What is required. Below are records; please set down exactly the lines from the first through the one containing "const MAIN_POINTS: &[&str]".

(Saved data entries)
Start of Block
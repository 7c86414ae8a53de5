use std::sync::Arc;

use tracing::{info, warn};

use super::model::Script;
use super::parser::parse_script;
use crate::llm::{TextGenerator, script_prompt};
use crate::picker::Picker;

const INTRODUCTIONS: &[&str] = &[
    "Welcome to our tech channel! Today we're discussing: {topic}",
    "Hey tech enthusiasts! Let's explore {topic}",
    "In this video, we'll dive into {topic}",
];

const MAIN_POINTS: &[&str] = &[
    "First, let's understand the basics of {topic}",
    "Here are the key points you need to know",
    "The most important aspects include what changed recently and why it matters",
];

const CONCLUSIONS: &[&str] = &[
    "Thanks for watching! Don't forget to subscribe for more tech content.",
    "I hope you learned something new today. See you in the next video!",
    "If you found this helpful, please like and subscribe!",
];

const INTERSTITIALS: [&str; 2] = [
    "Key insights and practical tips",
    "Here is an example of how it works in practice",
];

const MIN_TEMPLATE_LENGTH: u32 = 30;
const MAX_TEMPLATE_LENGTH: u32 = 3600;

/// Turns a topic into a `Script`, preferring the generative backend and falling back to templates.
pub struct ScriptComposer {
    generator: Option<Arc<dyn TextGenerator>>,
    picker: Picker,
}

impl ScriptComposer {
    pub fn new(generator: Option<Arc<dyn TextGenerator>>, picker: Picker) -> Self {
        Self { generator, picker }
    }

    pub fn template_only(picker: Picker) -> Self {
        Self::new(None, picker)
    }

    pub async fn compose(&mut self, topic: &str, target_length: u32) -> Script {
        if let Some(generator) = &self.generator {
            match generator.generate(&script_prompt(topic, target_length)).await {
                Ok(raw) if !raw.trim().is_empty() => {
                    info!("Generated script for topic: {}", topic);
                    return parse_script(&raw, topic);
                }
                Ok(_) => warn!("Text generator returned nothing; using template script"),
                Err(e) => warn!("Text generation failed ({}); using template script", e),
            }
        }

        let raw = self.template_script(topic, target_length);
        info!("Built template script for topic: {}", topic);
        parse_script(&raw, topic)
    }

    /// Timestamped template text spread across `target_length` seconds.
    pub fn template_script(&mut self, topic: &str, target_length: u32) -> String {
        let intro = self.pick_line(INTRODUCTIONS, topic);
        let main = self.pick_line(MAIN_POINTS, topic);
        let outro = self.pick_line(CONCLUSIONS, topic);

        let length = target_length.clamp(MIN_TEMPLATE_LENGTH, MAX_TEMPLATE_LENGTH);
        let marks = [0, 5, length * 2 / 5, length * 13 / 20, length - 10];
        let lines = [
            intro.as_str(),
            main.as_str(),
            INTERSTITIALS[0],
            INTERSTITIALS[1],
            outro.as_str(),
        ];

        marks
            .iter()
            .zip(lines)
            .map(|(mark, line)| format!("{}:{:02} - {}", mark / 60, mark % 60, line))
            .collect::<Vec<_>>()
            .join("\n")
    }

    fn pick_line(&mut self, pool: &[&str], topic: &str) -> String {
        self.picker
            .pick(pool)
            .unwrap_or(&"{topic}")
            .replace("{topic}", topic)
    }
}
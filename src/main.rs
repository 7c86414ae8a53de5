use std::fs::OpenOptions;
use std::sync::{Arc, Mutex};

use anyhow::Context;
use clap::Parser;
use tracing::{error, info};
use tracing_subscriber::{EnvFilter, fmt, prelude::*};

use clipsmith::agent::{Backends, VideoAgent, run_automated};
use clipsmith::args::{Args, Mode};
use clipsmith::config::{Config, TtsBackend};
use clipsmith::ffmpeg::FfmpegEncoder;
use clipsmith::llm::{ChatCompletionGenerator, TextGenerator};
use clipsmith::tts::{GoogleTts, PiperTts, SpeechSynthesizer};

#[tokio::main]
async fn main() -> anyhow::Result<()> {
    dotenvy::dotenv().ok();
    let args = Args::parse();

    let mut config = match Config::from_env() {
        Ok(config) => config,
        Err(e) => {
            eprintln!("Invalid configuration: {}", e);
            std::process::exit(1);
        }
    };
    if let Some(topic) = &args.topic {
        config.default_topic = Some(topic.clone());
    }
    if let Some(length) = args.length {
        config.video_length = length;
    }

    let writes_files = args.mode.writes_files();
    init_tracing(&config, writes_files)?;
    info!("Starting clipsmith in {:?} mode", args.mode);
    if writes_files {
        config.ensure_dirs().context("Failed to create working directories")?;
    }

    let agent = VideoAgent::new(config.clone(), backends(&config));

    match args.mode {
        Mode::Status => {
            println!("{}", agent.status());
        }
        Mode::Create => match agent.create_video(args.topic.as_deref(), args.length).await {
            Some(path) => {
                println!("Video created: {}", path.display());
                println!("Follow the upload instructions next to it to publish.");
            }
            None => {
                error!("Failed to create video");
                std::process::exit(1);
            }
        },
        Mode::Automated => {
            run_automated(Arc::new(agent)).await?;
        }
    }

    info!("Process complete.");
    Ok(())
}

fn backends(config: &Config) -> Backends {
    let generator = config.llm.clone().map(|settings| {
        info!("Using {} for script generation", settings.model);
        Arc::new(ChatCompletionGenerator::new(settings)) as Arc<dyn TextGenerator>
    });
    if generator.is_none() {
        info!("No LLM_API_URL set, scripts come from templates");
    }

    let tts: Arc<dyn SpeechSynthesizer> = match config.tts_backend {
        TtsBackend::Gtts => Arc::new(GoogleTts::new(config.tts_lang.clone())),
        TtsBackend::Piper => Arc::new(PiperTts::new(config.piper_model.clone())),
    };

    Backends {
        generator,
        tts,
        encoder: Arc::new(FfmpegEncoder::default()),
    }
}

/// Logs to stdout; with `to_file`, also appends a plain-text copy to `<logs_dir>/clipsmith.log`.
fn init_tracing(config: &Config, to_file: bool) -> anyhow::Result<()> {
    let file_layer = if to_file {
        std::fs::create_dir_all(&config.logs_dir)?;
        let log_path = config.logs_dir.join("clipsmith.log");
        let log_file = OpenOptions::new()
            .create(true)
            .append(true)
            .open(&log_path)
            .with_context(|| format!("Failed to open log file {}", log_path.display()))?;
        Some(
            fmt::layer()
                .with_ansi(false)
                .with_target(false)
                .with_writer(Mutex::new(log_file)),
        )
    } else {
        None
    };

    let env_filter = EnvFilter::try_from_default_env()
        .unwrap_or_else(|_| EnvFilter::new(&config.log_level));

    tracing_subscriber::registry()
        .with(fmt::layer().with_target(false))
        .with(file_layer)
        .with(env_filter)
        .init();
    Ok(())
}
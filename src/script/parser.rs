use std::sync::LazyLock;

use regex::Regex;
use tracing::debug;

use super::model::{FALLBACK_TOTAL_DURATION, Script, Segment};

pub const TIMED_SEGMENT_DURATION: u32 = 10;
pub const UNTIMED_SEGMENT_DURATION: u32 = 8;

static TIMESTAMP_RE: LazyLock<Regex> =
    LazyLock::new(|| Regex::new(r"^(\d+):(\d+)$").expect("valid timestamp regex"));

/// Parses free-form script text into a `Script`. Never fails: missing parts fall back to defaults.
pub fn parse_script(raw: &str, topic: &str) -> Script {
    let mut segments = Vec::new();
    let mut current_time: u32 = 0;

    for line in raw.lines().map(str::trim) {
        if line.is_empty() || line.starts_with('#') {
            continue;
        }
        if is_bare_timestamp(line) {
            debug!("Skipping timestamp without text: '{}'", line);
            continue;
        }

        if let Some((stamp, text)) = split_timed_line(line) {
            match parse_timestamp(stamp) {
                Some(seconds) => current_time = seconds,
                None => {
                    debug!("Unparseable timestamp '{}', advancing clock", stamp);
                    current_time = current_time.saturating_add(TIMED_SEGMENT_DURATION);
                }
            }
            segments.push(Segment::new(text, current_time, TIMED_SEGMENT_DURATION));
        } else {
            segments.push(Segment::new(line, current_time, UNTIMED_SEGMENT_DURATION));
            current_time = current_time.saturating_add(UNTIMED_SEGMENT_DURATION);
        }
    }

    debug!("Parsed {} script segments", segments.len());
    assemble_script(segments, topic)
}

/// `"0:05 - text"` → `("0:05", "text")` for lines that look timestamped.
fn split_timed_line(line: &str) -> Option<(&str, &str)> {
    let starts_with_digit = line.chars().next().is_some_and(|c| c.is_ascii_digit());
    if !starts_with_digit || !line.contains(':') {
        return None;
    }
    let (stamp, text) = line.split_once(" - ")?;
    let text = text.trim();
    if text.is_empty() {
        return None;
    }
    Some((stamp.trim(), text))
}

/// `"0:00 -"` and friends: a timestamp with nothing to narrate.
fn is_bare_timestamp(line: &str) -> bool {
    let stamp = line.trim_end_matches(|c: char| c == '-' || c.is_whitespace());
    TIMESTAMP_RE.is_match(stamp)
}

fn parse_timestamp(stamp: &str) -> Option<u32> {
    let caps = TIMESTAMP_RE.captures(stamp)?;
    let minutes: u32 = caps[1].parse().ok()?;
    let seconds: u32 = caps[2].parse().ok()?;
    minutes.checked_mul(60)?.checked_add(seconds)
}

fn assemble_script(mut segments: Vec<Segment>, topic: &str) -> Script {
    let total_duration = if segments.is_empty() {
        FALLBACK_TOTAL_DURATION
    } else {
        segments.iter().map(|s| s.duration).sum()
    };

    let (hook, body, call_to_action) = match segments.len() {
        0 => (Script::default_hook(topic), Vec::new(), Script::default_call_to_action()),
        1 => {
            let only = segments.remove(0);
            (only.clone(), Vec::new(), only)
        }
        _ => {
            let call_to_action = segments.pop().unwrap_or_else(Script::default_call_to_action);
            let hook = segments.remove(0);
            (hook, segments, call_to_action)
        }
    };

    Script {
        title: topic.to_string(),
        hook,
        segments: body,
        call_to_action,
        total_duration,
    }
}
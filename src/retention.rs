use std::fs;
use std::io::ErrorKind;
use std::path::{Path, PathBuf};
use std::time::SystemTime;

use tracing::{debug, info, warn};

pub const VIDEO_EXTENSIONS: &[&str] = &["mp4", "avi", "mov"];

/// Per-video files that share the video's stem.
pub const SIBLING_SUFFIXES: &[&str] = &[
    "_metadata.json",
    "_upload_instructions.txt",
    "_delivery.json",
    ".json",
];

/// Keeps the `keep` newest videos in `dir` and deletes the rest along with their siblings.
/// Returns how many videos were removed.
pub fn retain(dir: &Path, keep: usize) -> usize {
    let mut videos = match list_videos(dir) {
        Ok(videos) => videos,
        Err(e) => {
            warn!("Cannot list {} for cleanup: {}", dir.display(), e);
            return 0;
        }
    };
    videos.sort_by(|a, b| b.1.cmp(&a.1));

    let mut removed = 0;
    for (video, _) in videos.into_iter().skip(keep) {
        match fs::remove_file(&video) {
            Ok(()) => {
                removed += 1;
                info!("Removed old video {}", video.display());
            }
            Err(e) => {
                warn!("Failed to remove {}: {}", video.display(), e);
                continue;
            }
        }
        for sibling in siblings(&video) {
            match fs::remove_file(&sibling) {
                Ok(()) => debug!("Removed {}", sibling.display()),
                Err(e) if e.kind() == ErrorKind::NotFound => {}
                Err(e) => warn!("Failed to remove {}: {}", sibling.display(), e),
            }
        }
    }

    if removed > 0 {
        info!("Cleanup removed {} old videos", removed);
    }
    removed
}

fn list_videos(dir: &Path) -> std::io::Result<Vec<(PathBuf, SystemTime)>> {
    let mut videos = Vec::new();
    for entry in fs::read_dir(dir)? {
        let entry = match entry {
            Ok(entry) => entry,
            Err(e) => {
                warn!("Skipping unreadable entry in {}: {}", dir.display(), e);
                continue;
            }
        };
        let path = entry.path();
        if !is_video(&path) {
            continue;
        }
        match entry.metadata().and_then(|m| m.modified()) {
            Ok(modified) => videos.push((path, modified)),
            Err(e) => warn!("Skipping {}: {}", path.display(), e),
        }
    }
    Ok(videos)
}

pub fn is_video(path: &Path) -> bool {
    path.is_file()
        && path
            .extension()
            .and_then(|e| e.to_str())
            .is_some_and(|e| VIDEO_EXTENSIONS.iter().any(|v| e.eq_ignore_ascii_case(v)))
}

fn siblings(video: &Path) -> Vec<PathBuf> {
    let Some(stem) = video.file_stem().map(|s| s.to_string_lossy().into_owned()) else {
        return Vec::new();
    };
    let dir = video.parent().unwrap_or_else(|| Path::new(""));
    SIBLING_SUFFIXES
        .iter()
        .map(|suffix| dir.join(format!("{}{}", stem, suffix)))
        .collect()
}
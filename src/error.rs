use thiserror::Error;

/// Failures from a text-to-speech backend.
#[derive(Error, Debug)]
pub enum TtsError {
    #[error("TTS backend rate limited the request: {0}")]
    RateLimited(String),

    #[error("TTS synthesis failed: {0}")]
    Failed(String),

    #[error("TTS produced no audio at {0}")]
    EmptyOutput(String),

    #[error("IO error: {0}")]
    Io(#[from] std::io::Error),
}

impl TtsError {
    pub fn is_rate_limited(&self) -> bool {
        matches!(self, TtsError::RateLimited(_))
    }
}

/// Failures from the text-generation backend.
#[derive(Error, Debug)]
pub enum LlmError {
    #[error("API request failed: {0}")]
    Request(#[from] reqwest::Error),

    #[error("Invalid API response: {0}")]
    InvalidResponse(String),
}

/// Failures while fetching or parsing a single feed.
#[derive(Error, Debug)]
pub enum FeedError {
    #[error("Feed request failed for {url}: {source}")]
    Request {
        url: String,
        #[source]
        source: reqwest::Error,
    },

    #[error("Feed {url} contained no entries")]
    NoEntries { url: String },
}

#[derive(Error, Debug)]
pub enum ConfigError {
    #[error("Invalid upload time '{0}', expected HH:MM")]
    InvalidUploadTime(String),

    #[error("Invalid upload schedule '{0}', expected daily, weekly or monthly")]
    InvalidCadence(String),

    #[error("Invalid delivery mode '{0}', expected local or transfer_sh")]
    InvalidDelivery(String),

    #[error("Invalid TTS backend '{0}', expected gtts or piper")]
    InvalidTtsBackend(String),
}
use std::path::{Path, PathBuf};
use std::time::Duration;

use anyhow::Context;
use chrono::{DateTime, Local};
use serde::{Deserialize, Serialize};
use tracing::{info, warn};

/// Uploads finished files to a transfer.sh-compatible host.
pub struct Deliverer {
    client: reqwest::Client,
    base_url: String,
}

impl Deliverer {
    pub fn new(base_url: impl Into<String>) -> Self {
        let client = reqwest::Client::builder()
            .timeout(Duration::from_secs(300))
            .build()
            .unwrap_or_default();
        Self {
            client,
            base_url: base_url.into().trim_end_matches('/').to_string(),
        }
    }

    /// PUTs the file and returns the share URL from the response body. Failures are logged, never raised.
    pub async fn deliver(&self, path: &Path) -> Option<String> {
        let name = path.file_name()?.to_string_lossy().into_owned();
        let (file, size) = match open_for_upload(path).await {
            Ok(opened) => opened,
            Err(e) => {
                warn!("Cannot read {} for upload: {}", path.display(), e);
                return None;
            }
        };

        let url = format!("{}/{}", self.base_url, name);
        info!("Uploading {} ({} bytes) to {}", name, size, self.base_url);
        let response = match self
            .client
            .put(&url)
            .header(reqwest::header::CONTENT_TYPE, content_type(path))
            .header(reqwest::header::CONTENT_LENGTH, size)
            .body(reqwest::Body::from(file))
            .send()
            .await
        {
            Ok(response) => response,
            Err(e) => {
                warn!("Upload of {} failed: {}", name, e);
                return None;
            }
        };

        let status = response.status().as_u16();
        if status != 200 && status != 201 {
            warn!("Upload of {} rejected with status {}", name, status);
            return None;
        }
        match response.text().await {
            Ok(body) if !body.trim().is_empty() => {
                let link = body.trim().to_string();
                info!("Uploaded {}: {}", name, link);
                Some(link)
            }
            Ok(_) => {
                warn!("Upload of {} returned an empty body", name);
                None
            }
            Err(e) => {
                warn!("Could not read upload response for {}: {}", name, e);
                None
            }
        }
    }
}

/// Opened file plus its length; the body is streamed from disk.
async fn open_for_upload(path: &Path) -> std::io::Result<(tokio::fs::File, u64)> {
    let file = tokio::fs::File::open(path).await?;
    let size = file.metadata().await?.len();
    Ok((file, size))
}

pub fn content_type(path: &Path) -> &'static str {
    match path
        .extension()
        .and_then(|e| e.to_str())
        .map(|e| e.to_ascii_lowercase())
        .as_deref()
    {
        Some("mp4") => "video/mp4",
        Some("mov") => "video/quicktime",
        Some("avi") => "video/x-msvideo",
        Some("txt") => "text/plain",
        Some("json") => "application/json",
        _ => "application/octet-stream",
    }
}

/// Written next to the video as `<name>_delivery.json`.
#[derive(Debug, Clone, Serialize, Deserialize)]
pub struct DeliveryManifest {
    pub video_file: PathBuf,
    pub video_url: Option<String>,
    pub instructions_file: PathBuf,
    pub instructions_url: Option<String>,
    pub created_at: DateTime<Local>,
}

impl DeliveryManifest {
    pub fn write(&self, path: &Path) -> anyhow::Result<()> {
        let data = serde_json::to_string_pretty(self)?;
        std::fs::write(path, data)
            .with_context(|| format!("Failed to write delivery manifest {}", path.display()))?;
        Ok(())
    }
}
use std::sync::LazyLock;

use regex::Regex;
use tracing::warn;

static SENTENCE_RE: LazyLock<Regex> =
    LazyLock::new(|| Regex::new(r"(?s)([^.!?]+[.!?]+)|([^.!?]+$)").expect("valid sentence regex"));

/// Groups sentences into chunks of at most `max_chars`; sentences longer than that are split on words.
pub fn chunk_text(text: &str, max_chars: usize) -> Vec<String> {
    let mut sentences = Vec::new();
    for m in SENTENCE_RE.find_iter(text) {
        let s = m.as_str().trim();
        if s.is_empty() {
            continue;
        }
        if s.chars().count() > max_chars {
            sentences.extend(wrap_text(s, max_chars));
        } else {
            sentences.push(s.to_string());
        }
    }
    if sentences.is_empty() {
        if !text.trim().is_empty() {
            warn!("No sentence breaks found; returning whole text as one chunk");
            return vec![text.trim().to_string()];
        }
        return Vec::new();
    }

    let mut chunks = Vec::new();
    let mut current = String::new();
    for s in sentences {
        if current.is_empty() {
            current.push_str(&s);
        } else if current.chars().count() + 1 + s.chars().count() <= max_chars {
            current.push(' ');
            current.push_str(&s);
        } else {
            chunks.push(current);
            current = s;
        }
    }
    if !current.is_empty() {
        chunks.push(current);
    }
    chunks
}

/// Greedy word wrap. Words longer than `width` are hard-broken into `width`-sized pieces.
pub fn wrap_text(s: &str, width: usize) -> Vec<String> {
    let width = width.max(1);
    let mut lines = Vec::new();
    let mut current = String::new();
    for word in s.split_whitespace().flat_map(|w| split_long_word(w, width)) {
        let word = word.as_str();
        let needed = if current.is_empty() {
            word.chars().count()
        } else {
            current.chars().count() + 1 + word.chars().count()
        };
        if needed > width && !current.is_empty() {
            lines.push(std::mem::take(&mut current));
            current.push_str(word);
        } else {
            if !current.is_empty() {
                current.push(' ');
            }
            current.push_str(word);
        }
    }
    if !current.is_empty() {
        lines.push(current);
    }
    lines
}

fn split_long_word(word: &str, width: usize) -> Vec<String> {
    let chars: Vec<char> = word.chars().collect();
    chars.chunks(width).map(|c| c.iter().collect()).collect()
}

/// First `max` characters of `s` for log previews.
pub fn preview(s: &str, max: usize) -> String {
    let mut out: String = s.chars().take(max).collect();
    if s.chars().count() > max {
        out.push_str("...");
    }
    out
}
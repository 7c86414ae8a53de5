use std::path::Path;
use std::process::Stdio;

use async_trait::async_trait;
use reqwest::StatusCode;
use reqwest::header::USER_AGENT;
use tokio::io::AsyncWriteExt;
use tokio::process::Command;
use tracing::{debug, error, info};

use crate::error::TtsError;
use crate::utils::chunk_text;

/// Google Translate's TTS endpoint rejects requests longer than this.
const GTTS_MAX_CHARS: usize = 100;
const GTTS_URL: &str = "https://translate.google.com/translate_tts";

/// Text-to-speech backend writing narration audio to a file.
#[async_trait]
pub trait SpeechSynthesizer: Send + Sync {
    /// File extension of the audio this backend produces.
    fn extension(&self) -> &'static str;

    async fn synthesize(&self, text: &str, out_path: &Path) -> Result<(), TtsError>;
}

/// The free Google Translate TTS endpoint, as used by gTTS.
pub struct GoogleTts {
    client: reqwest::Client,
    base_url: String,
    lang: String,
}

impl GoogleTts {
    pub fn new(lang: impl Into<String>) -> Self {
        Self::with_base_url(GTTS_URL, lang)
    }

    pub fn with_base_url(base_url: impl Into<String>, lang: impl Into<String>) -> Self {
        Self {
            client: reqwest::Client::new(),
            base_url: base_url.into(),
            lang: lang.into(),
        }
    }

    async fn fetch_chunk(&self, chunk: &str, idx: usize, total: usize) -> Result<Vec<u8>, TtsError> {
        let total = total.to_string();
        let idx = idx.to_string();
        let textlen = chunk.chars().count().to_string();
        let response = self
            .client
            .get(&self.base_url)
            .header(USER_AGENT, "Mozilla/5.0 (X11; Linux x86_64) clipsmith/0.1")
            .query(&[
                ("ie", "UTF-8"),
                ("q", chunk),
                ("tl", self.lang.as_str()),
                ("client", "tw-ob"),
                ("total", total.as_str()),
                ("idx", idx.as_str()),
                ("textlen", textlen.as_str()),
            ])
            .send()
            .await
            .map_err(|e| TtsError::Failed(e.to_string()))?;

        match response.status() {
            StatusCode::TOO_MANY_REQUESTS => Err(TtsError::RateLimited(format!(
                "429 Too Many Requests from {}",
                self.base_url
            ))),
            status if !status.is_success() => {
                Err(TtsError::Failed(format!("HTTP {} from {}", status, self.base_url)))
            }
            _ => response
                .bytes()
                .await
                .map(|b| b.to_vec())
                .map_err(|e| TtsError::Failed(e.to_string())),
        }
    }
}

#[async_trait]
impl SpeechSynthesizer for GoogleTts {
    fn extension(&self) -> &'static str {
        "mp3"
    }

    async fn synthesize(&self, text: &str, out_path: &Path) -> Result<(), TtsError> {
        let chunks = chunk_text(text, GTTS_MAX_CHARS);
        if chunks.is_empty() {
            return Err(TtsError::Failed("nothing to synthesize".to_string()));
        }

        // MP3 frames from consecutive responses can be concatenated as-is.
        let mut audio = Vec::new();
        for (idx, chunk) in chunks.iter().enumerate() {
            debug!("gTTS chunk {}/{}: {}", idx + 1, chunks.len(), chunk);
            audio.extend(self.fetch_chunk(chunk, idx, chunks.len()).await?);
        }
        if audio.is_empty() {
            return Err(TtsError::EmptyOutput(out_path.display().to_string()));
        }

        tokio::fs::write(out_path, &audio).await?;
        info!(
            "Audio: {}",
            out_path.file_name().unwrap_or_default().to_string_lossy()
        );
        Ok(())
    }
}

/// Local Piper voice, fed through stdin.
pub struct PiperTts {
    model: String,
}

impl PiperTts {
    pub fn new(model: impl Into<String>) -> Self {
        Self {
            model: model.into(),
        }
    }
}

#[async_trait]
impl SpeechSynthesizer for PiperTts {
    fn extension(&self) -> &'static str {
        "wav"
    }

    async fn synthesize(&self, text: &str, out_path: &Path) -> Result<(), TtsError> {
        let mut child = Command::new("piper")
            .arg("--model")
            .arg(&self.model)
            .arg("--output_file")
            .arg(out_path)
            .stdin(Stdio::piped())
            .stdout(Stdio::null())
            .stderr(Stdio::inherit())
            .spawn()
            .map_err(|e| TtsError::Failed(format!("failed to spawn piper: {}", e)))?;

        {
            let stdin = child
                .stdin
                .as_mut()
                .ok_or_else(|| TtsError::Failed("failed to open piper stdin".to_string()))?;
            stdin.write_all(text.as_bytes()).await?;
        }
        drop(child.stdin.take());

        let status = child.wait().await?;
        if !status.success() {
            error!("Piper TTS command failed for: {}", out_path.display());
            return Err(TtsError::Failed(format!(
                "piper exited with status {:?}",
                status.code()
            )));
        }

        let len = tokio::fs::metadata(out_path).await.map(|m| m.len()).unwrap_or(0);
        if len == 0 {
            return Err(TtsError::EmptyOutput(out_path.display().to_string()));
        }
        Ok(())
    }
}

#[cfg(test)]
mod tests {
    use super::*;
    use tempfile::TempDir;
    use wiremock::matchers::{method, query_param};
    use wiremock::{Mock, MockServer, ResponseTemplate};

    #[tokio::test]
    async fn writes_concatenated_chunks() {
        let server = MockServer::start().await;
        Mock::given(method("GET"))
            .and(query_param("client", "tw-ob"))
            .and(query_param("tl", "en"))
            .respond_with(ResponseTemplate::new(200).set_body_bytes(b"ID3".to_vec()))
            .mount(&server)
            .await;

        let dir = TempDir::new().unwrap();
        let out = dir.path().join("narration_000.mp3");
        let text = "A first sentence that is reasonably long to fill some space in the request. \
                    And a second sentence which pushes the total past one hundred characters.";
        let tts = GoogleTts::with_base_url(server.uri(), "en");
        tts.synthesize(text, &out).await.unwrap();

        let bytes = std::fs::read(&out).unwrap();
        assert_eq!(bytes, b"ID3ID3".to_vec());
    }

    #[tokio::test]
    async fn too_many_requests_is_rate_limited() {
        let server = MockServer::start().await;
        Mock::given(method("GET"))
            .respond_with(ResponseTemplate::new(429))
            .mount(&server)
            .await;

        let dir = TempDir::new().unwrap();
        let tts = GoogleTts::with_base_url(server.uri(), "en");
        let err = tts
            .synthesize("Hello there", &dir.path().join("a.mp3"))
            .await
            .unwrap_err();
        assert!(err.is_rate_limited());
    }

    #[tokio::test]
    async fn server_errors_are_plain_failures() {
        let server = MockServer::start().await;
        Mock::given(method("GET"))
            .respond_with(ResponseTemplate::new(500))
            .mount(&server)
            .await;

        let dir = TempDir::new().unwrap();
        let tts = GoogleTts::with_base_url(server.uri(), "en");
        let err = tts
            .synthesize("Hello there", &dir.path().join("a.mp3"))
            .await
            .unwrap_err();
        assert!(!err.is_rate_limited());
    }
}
End of Block
Your solution.
repository 7c86414ae8a53de5
use std::sync::Arc;

use tracing::{info, warn};

use super::model::Script;
use super::parser::parse_script;
use crate::llm::{TextGenerator, script_prompt};
use crate::picker::Picker;

const INTRODUCTIONS: &[&str] = &[
    "Welcome to our tech channel! Today we're discussing: {topic}",
    "Hey tech enthusiasts! Let's explore {topic}",
    "In this video, we'll dive into {topic}",
];

const MAIN_POINTS: &[&str] = &[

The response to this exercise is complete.